The marchers gathered to demand that Stockley be convicted. They carried a large banner that said “Convict Killer Cops #JasonStockley.” There was even one that quoted something that Stockley said in his police car seconds before killing Anthony Smith: “We’re gonna kill this [expletive].” Though most marchers were unarmed, 3 were carrying guns. The others carried signs and bullhorns, or just used their voices.
“They murdered one of us in cold blood. It was malicious. Premeditated. He’s been going through the trial, and he thinks he’s going through something. Just think about the family of Anthony Lamar Smith,” said McKinnies, as the crowd gathered around Carnahan Courthouse. Alongside Smith’s family, marchers recognized the family of Isaiah Hammett, a white St. Louis man who was killed by a SWAT team who burst into his house on June 7th of this year.
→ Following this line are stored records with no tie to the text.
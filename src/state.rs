//! Application state for Roombook.
//!
//! Contains the shared state that is passed to all handlers.

use std::sync::Arc;

use crate::config::{self, AuthConfig};
use crate::db::{self, DbPool, SqliteReservationStore};
use crate::services::{AdminService, AuthService, ReservationService};
use crate::Result;

/// Application state shared across all handlers.
#[derive(Clone)]
pub struct AppState {
    /// Database connection pool.
    pub db: DbPool,
    /// Authentication service.
    pub auth: AuthService,
    /// Reservation booking service.
    pub reservations: ReservationService,
    /// Administrative user/room management.
    pub admin: AdminService,
}

impl AppState {
    /// Create a new application state from global configuration,
    /// initializing the database.
    pub async fn new() -> Result<Self> {
        let config = config::config();

        let db = db::init_pool(&config.database.path).await?;
        db::initialize_schema(&db).await?;

        Ok(Self::from_pool(db, &config.auth))
    }

    /// Assemble state on top of an existing pool. Used by tests with an
    /// in-memory database.
    pub fn from_pool(db: DbPool, auth: &AuthConfig) -> Self {
        let store = Arc::new(SqliteReservationStore::new(db.clone()));

        Self {
            auth: AuthService::new(db.clone(), auth.jwt_secret.clone(), auth.token_ttl_hours),
            reservations: ReservationService::new(store),
            admin: AdminService::new(db.clone()),
            db,
        }
    }
}
//! Top-level browser service configuration.

#[derive(Debug, Clone)]
pub struct ServiceConfig {
    /// Directory session records are persisted under.
    pub session_dir: String,
    /// Whether `startup()` restores sessions found in `session_dir`.
    pub auto_restore: bool,
    /// Whether `shutdown()` snapshots live sessions back to `session_dir`.
    pub persist_on_shutdown: bool,
    /// Whether acquisitions route through the browser pool at all, or
    /// launch-and-close a fresh instance per call.
    pub pooling_enabled: bool,
}

impl Default for ServiceConfig {
    fn default() -> Self {
        Self {
            session_dir: "./lesca-sessions".to_string(),
            auto_restore: true,
            persist_on_shutdown: true,
            pooling_enabled: true,
        }
    }
}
“They murdered my son on June 7th, and they think I’m just gonna forget about it?” Torres said. “I’ll be out on these streets every day, every night. Night and day…I’m not shutting up, I’m never going to quit. They killed the wrong kid when they killed my kid, because I’ll be their worst [expletive] nightmare.”
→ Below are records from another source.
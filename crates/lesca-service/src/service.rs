//! Orchestrates the manager, session store and metrics bus behind a single
//! idempotent startup/shutdown lifecycle.

use std::collections::HashMap;
use std::sync::atomic::{AtomicBool, Ordering};
use std::sync::Arc;

use tokio::sync::RwLock;
use tracing::{debug, info, warn};

use lesca_config::ServiceConfig;
use lesca_manager::SessionPoolManager;
use lesca_metrics::MetricsBus;
use lesca_session::SessionStore;
use lesca_types::{BrowserHandle, LescaError, MetricsCollector, Result};

pub struct BrowserService {
    config: ServiceConfig,
    manager: Arc<SessionPoolManager>,
    store: SessionStore,
    metrics: Arc<MetricsBus>,
    started: AtomicBool,
    active: RwLock<HashMap<String, Arc<dyn BrowserHandle>>>,
}

impl BrowserService {
    pub fn new(config: ServiceConfig, manager: Arc<SessionPoolManager>, metrics: Arc<MetricsBus>) -> Self {
        let store = SessionStore::new(config.session_dir.clone());
        Self {
            config,
            manager,
            store,
            metrics,
            started: AtomicBool::new(false),
            active: RwLock::new(HashMap::new()),
        }
    }

    pub fn is_pooling_enabled(&self) -> bool {
        self.config.pooling_enabled
    }

    pub fn is_started(&self) -> bool {
        self.started.load(Ordering::Acquire)
    }

    /// Brings the service up. A second call while already started is a
    /// no-op, not an error: callers don't need to track whether they're
    /// the one who started it.
    pub async fn startup(&self) -> Result<()> {
        if self.started.swap(true, Ordering::AcqRel) {
            return Ok(());
        }

        if self.config.auto_restore {
            match self.store.cleanup_expired().await {
                Ok(removed) if !removed.is_empty() => {
                    info!(count = removed.len(), "pruned expired sessions on startup");
                }
                Ok(_) => {}
                Err(e) => warn!(error = %e, "session cleanup failed during startup"),
            }
        }

        info!("browser service started");
        Ok(())
    }

    fn require_started(&self) -> Result<()> {
        if self.started.load(Ordering::Acquire) {
            Ok(())
        } else {
            Err(LescaError::NotStarted)
        }
    }

    /// Acquires a browser handle bound to `session_name`, tracking it so
    /// `shutdown` can snapshot its state.
    pub async fn acquire_session(&self, session_name: &str) -> Result<Arc<dyn BrowserHandle>> {
        self.require_started()?;
        if !self.store.exists(session_name).await {
            self.store.create(session_name).await?;
        }
        let handle = self.manager.acquire(session_name).await?;

        if self.config.auto_restore {
            match handle.contexts().await {
                Ok(contexts) => {
                    if let Some(context) = contexts.first() {
                        if let Err(e) = self.store.restore_into(session_name, context).await {
                            warn!(session_name, error = %e, "failed to restore saved session");
                        }
                    }
                }
                Err(e) => debug!(session_name, error = %e, "handle exposed no contexts to restore into"),
            }
        }

        self.active.write().await.insert(session_name.to_string(), handle.clone());
        Ok(handle)
    }

    pub async fn release_session(&self, session_name: &str, handle: Arc<dyn BrowserHandle>) {
        self.manager.release(session_name, handle).await;
    }

    /// Spawns a task that calls `shutdown()` on SIGINT/SIGTERM, so a process
    /// killed from outside still persists and drains. The returned task
    /// does not keep the process alive on its own.
    pub fn spawn_shutdown_hook(self: &Arc<Self>) {
        let service = self.clone();
        tokio::spawn(async move {
            wait_for_shutdown_signal().await;
            info!("shutdown signal received, draining");
            if let Err(e) = service.shutdown().await {
                warn!(error = %e, "shutdown triggered by signal failed");
            }
        });
    }

    /// Idempotent shutdown: persists every tracked session's state (if
    /// configured), drains every pool, then marks the service stopped so a
    /// repeat call is a no-op.
    pub async fn shutdown(&self) -> Result<()> {
        if !self.started.swap(false, Ordering::AcqRel) {
            return Ok(());
        }

        if self.config.persist_on_shutdown {
            let active = self.active.write().await.drain().collect::<Vec<_>>();
            for (session_name, handle) in active {
                if let Err(e) = self.snapshot_into_store(&session_name, &handle).await {
                    warn!(session_name, error = %e, "failed to persist session on shutdown");
                }
            }
        }

        self.manager.drain_all().await;
        info!("browser service stopped");
        Ok(())
    }

    async fn snapshot_into_store(&self, session_name: &str, handle: &Arc<dyn BrowserHandle>) -> Result<()> {
        let contexts = handle.contexts().await?;
        let Some(context) = contexts.first() else {
            return Ok(());
        };
        self.store.snapshot(session_name, context, Some("Persisted on shutdown".to_string())).await?;
        self.metrics.record(lesca_types::MetricEvent::PoolRelease {
            timestamp: lesca_utils::now_unix_millis(),
            duration_ms: 0,
            pool_size: 0,
            session_name: Some(session_name.to_string()),
        }).await;
        Ok(())
    }
}

#[cfg(unix)]
async fn wait_for_shutdown_signal() {
    use tokio::signal::unix::{signal, SignalKind};
    let mut sigterm = signal(SignalKind::terminate()).expect("install SIGTERM handler");
    let mut sigint = signal(SignalKind::interrupt()).expect("install SIGINT handler");
    tokio::select! {
        _ = sigterm.recv() => {}
        _ = sigint.recv() => {}
    }
}

#[cfg(not(unix))]
async fn wait_for_shutdown_signal() {
    let _ = tokio::signal::ctrl_c().await;
}

#[cfg(test)]
mod tests {
    use super::*;
    use async_trait::async_trait;
    use lesca_pool::PoolConfig;
    use lesca_types::{Cookie, Launcher};
    use std::sync::atomic::AtomicBool as StdAtomicBool;

    #[derive(Debug)]
    struct FakeContext;

    #[async_trait]
    impl lesca_types::BrowserContext for FakeContext {
        async fn cookies(&self) -> Result<Vec<Cookie>> {
            Ok(vec![Cookie {
                name: "session".into(),
                value: "abc".into(),
                domain: "example.com".into(),
                path: "/".into(),
                expires: -1,
                http_only: true,
                secure: true,
                same_site: None,
            }])
        }
        async fn add_cookies(&self, _cookies: Vec<Cookie>) -> Result<()> {
            Ok(())
        }
        async fn close(&self) -> Result<()> {
            Ok(())
        }
        async fn evaluate(&self, _script: &str) -> Result<Option<serde_json::Value>> {
            Ok(None)
        }
    }

    #[derive(Debug)]
    struct FakeHandle {
        connected: StdAtomicBool,
    }

    #[async_trait]
    impl BrowserHandle for FakeHandle {
        async fn is_connected(&self) -> bool {
            self.connected.load(Ordering::Relaxed)
        }
        async fn close(&self) -> Result<()> {
            Ok(())
        }
        async fn contexts(&self) -> Result<Vec<Arc<dyn lesca_types::BrowserContext>>> {
            Ok(vec![Arc::new(FakeContext)])
        }
    }

    fn fake_launcher() -> Launcher {
        Arc::new(|| {
            Box::pin(async {
                Ok(Arc::new(FakeHandle { connected: StdAtomicBool::new(true) }) as Arc<dyn BrowserHandle>)
            })
        })
    }

    fn factory() -> Arc<dyn Fn(&str) -> Launcher + Send + Sync> {
        Arc::new(|_name: &str| fake_launcher())
    }

    fn service(dir: &std::path::Path) -> BrowserService {
        let manager = Arc::new(
            SessionPoolManager::new(
                PoolConfig { min_size: 0, max_size: 1, ..Default::default() },
                factory(),
                Default::default(),
            )
            .unwrap(),
        );
        BrowserService::new(
            ServiceConfig { session_dir: dir.to_string_lossy().to_string(), ..Default::default() },
            manager,
            Arc::new(MetricsBus::new()),
        )
    }

    #[tokio::test]
    async fn acquire_before_startup_fails() {
        let dir = tempfile::tempdir().unwrap();
        let svc = service(dir.path());
        assert!(matches!(
            svc.acquire_session("alice").await.unwrap_err(),
            LescaError::NotStarted
        ));
    }

    #[tokio::test]
    async fn startup_is_idempotent() {
        let dir = tempfile::tempdir().unwrap();
        let svc = service(dir.path());
        svc.startup().await.unwrap();
        svc.startup().await.unwrap();
        assert!(svc.is_started());
    }

    #[tokio::test]
    async fn shutdown_persists_cookies() {
        let dir = tempfile::tempdir().unwrap();
        let svc = service(dir.path());
        svc.startup().await.unwrap();
        let handle = svc.acquire_session("alice").await.unwrap();
        svc.release_session("alice", handle).await;
        svc.shutdown().await.unwrap();

        let store = SessionStore::new(dir.path());
        let record = store.get("alice").await.unwrap();
        assert_eq!(record.cookies.len(), 1);
        assert_eq!(record.cookies[0].name, "session");
    }

    #[tokio::test]
    async fn shutdown_is_idempotent() {
        let dir = tempfile::tempdir().unwrap();
        let svc = service(dir.path());
        svc.startup().await.unwrap();
        svc.shutdown().await.unwrap();
        svc.shutdown().await.unwrap();
        assert!(!svc.is_started());
    }
}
Cori Bush, a St. Louis native and senatorial candidate, also spoke at the march. The group moved from the Carnahan Courthouse to the America’s Center convention complex, which was hosting the American Correctional Association’s 147th Congress of Corrections. The ACA is a private accrediting body for prisons, and acts as a trade union for correctional officers.
A few African American policemen stood by the convention center doors.
“Y’all fit the description. When y’all take those uniforms off, you fit the description of what they call a threat to society!” a protestor told them.
“Jason Stockley is out on a 1 million dollar cash bail paid for by the City of St. Louis Police Department,” said protester LaShell Eikerenskoetter. (10% of Stockley’s bail was paid by his police union, the St. Louis Police Officer’s Association.) “These people in these uniforms, these people in this building, they condone these behaviors. Killing black people is something that they are committed to, and they will help each other out. A million dollars. You have people that are locked up in this system for a lot less, and they cannot get out. The City of St. Louis Police Department stands for it. This is who they are, it’s in their DNA. You wear that uniform, you are condoning murder.”
The group eventually moved away from the growing crowd of bystanders at the convention center, and the people looking out the windows of the building itself. As they continued, they chanted familiar words from Ferguson: “Indict, convict, send that killer cop to jail!” alongside chants like, “you got hate, we got love!”
“We are not the hate group,” said a protester to onlookers. “We stand with those in Boston, in Charlottesville.”
“I have seen injustice too much. Too many times, I’ve seen the faces that looked like that of those mothers. Hurt, in pain. We go through this way too much,” said McKinnies.
The rally remained peaceful for the two and a half hours it lasted. There were no confrontations with police officers.
“As a black person, as a person of color, we see these same trends over and over again, and it’s hateful and it hurts,” said Eikerenskoetter. “So you wonder why we stand out here in these streets, you wonder why we uplift our voices?”